Meat and wheat based acidic diets linked with type 2 diabetes risk

Tue, 12 Nov 2013
Higher intakes of meat and wheat in diets have been found to be associated with a higher risk of type 2 diabetes in women.

Researchers from the Centre for research in Epidemiology and Population Health in France studied 66,485 women and analysed their diets by assessing the Potential Renal Acid Load (PRAL). After 14 years, the women were reviewed and new cases of type 2 diabetes were recorded. Potential Renal Acid Load (PRAL) is an index used to grade how much of an acidifying or alkalising effect that different foods have on the body once digested.

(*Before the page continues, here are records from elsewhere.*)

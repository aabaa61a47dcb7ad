//! Discovery of the indices a request addresses. Read-only.

use index_gate_core_types::IndexSet;
use tracing::{debug, error, warn};

use crate::errors::ContextError;
use crate::model::{ActionRequest, FieldError, FieldValue, ReflectiveRequest};

/// Stands in for a sub-request whose indices could not be discovered.
///
/// It reads as a wildcard, so index rules never mistake a partially
/// discovered batch for one that addresses only permitted indices.
pub const UNDISCOVERED: &str = "*";

const INDICES_FIELD: &str = "indices";
const INDEX_FIELD: &str = "index";

/// Every index named by `request`, deduplicated.
///
/// Callers must check [`ActionRequest::involves_indices`] first; an empty result
/// means nothing could be discovered, never "all indices".
pub fn extract_indices(request: &ActionRequest) -> Result<IndexSet, ContextError> {
    let mut found = Vec::new();
    collect(request, &mut found)?;
    let indices: IndexSet = found.into_iter().collect();
    debug!(
        request_type = request.type_name(),
        composite = request.is_composite(),
        "Discovered indices: {}",
        indices.iter().cloned().collect::<Vec<_>>().join(",")
    );
    Ok(indices)
}

fn collect(request: &ActionRequest, out: &mut Vec<String>) -> Result<(), ContextError> {
    match request {
        ActionRequest::Indices(r) => out.extend(r.indices.iter().cloned()),
        ActionRequest::SingleIndex(r) => out.push(r.index.clone()),
        ActionRequest::MultiGet(r) => {
            for item in &r.items {
                extend_item(out, &item.indices);
            }
        }
        ActionRequest::MultiSearch(r) => {
            for sub in &r.requests {
                extend_item(out, &sub.indices);
            }
        }
        ActionRequest::MultiTermVectors(r) => {
            for sub in &r.requests {
                out.push(sub.index.clone());
            }
        }
        ActionRequest::Bulk(r) => {
            for item in &r.requests {
                let before = out.len();
                collect(item, out)?;
                if item.involves_indices() && out[before..].iter().all(String::is_empty) {
                    warn!(
                        item_type = item.type_name(),
                        "bulk item without discoverable indices; treating it as addressing every index"
                    );
                    out.push(UNDISCOVERED.to_string());
                }
            }
        }
        ActionRequest::IndicesAliases(r) => {
            for action in &r.actions {
                out.extend(action.indices.iter().cloned());
            }
        }
        ActionRequest::UnknownComposite(r) => {
            error!(
                request_type = %r.type_name,
                "Found a composite request that could not be handled: report this as a bug immediately!"
            );
        }
        ActionRequest::Cluster(r) => {
            debug!(request_type = %r.type_name, "cluster-level item carries no indices");
        }
        ActionRequest::Reflective(r) => out.extend(extract_via_reflection(r.as_ref())?),
    }
    Ok(())
}

fn extend_item(out: &mut Vec<String>, indices: &[String]) {
    if indices.is_empty() {
        out.push(UNDISCOVERED.to_string());
    } else {
        out.extend(indices.iter().cloned());
    }
}

/// Reads the `indices` array of an untyped request, falling back to a scalar
/// `index` field.
fn extract_via_reflection(request: &dyn ReflectiveRequest) -> Result<Vec<String>, ContextError> {
    if let Some(FieldValue::StrArray(indices)) = read_field(request, INDICES_FIELD)? {
        return Ok(indices);
    }
    match read_field(request, INDEX_FIELD)? {
        Some(FieldValue::Str(index)) => Ok(vec![index]),
        other => {
            warn!(
                request_type = request.type_name(),
                field = ?other,
                "Failed to discover indices associated to this request"
            );
            Ok(Vec::new())
        }
    }
}

/// `None` when the field is missing or unreadable; a denial is fatal.
fn read_field(
    request: &dyn ReflectiveRequest,
    field: &str,
) -> Result<Option<FieldValue>, ContextError> {
    match request.get_field(field) {
        Ok(value) => Ok(Some(value)),
        Err(FieldError::Denied { reason, .. }) => {
            error!(request_type = request.type_name(), "Can't get indices for request");
            Err(ContextError::PermissionDenied {
                type_name: request.type_name().to_string(),
                reason,
            })
        }
        Err(FieldError::NoSuchField(_)) => Ok(None),
        Err(err) => {
            debug!(request_type = request.type_name(), error = %err, "unreadable field");
            Ok(None)
        }
    }
}

#[cfg(test)]
mod tests {
    use super::*;
    use crate::model::*;
    use index_gate_core_types::index_set;
    use serde_json::json;

    #[derive(Debug)]
    struct Sealed;

    impl ReflectiveRequest for Sealed {
        fn type_name(&self) -> &str {
            "Sealed"
        }

        fn involves_indices(&self) -> bool {
            true
        }

        fn get_field(&self, name: &str) -> Result<FieldValue, FieldError> {
            Err(FieldError::Denied {
                field: name.into(),
                reason: "structural access disabled".into(),
            })
        }

        fn set_field(&mut self, name: &str, _value: FieldValue) -> Result<(), FieldError> {
            self.get_field(name).map(|_| ())
        }
    }

    #[test]
    fn simple_shapes() {
        let req = ActionRequest::Indices(IndicesRequest::new(["a", "b", "a"]));
        assert_eq!(extract_indices(&req).unwrap(), index_set(["a", "b"]));

        let req = ActionRequest::SingleIndex(SingleIndexRequest::new("logs"));
        assert_eq!(extract_indices(&req).unwrap(), index_set(["logs"]));
    }

    #[test]
    fn batch_shapes_union_their_items() {
        let mget = ActionRequest::MultiGet(MultiGetRequest {
            items: vec![
                MultiGetItem {
                    indices: vec!["a".into()],
                    id: "1".into(),
                },
                MultiGetItem {
                    indices: vec!["b".into(), "a".into()],
                    id: "2".into(),
                },
            ],
        });
        assert_eq!(extract_indices(&mget).unwrap(), index_set(["a", "b"]));

        let msearch = ActionRequest::MultiSearch(MultiSearchRequest {
            requests: vec![IndicesRequest::new(["x"]), IndicesRequest::new(["y", "z"])],
        });
        assert_eq!(extract_indices(&msearch).unwrap(), index_set(["x", "y", "z"]));

        let mtv = ActionRequest::MultiTermVectors(MultiTermVectorsRequest {
            requests: vec![SingleIndexRequest::new("t1"), SingleIndexRequest::new("t2")],
        });
        assert_eq!(extract_indices(&mtv).unwrap(), index_set(["t1", "t2"]));
    }

    #[test]
    fn bulk_recurses_into_heterogeneous_items() {
        let bulk = ActionRequest::Bulk(BulkRequest {
            requests: vec![
                ActionRequest::SingleIndex(SingleIndexRequest::new("x")),
                ActionRequest::Reflective(Box::new(JsonRequest::from_value(
                    "UpdateRequest",
                    true,
                    json!({"indices": ["y"]}),
                ))),
            ],
        });
        assert_eq!(extract_indices(&bulk).unwrap(), index_set(["x", "y"]));
    }

    #[test]
    fn alias_actions_are_unioned() {
        let req = ActionRequest::IndicesAliases(IndicesAliasesRequest {
            actions: vec![
                AliasActions {
                    action_type: AliasActionType::Add,
                    indices: vec!["logs-1".into()],
                    aliases: vec!["logs".into()],
                },
                AliasActions {
                    action_type: AliasActionType::Remove,
                    indices: vec!["logs-0".into()],
                    aliases: vec!["logs".into()],
                },
            ],
        });
        assert_eq!(extract_indices(&req).unwrap(), index_set(["logs-0", "logs-1"]));
    }

    #[test]
    fn unknown_composite_yields_nothing() {
        let req = ActionRequest::UnknownComposite(UnknownCompositeRequest {
            type_name: "MultiPercolateRequest".into(),
        });
        assert!(extract_indices(&req).unwrap().is_empty());
    }

    #[test]
    fn reflection_falls_back_to_scalar_index() {
        let req = ActionRequest::Reflective(Box::new(JsonRequest::from_value(
            "DeleteRequest",
            true,
            json!({"index": "secrets", "id": "1"}),
        )));
        assert_eq!(extract_indices(&req).unwrap(), index_set(["secrets"]));

        let null_array = ActionRequest::Reflective(Box::new(JsonRequest::from_value(
            "DeleteRequest",
            true,
            json!({"indices": null, "index": "logs"}),
        )));
        assert_eq!(extract_indices(&null_array).unwrap(), index_set(["logs"]));
    }

    #[test]
    fn bulk_items_with_scalar_index_are_discovered() {
        let bulk = ActionRequest::Bulk(BulkRequest {
            requests: vec![
                ActionRequest::SingleIndex(SingleIndexRequest::new("logstash-1")),
                ActionRequest::Reflective(Box::new(JsonRequest::from_value(
                    "DeleteRequest",
                    true,
                    json!({"index": "secrets"}),
                ))),
            ],
        });
        assert_eq!(
            extract_indices(&bulk).unwrap(),
            index_set(["logstash-1", "secrets"])
        );
    }

    #[test]
    fn undiscoverable_batch_items_read_as_everything() {
        let bulk = ActionRequest::Bulk(BulkRequest {
            requests: vec![
                ActionRequest::SingleIndex(SingleIndexRequest::new("logstash-1")),
                ActionRequest::UnknownComposite(UnknownCompositeRequest {
                    type_name: "MultiPercolateRequest".into(),
                }),
                ActionRequest::Reflective(Box::new(JsonRequest::from_value(
                    "Opaque",
                    true,
                    json!({"routing": "r1"}),
                ))),
                ActionRequest::Cluster(ClusterRequest {
                    type_name: "ClusterHealthRequest".into(),
                }),
            ],
        });
        assert_eq!(
            extract_indices(&bulk).unwrap(),
            index_set(["logstash-1", UNDISCOVERED])
        );

        let msearch = ActionRequest::MultiSearch(MultiSearchRequest {
            requests: vec![IndicesRequest::new(["x"]), IndicesRequest::default()],
        });
        assert_eq!(extract_indices(&msearch).unwrap(), index_set(["x", UNDISCOVERED]));
    }

    #[test]
    fn reflection_degrades_to_empty_on_structural_miss() {
        let no_field = ActionRequest::Reflective(Box::new(JsonRequest::from_value(
            "Weird",
            true,
            json!({"routing": "a"}),
        )));
        assert!(extract_indices(&no_field).unwrap().is_empty());

        let null_field = ActionRequest::Reflective(Box::new(JsonRequest::from_value(
            "Weird",
            true,
            json!({"indices": null}),
        )));
        assert!(extract_indices(&null_field).unwrap().is_empty());
    }

    #[test]
    fn reflection_denial_is_fatal() {
        let req = ActionRequest::Reflective(Box::new(Sealed));
        let err = extract_indices(&req).unwrap_err();
        assert!(matches!(err, ContextError::PermissionDenied { .. }));
        assert!(err.is_fatal());
    }
}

The results found that women that were in the top 25% of the highest PRAL values had a 56% increased likelihood of developing insulin resistance and type 2 diabetes compared with those in the lowest 25% of PRAL values.

When the researchers divided the women by BMI, the results showed that the effects of an acidic diet had a more startling difference on women with a normal BMI (25 or under) than those that were overweight (BMI over 25). In women with a BMI of 25 or under, participants in the highest quartile (top 25%) of PRAL were 96% more likely to develop type 2 diabetes than those in the lowest quartile. By comparison, women with a BMI of over 25 in the highest quartile of PRAL were 28% more likely to develop diabetes.

It should be noted that likelihood of developing type 2 diabetes is still greater with a higher BMI but that high renal acid load appears to be particularly associated when type 2 diabetes occurs in women of a normal weight.

A high potential renal acid load, termed as chronic acidosis, is known to have the effect of reducing insulin sensitivity and therefore raising the risk of type 2 diabetes.

Foods listed as increasing Potential Renal Acid Load include meat, dairy products, fish and foods made from wheat flour. Contrary to intuition, fruits which contain citric acid do not lead to increased renal acid load and instead have an alkalising effect, as do vegetables.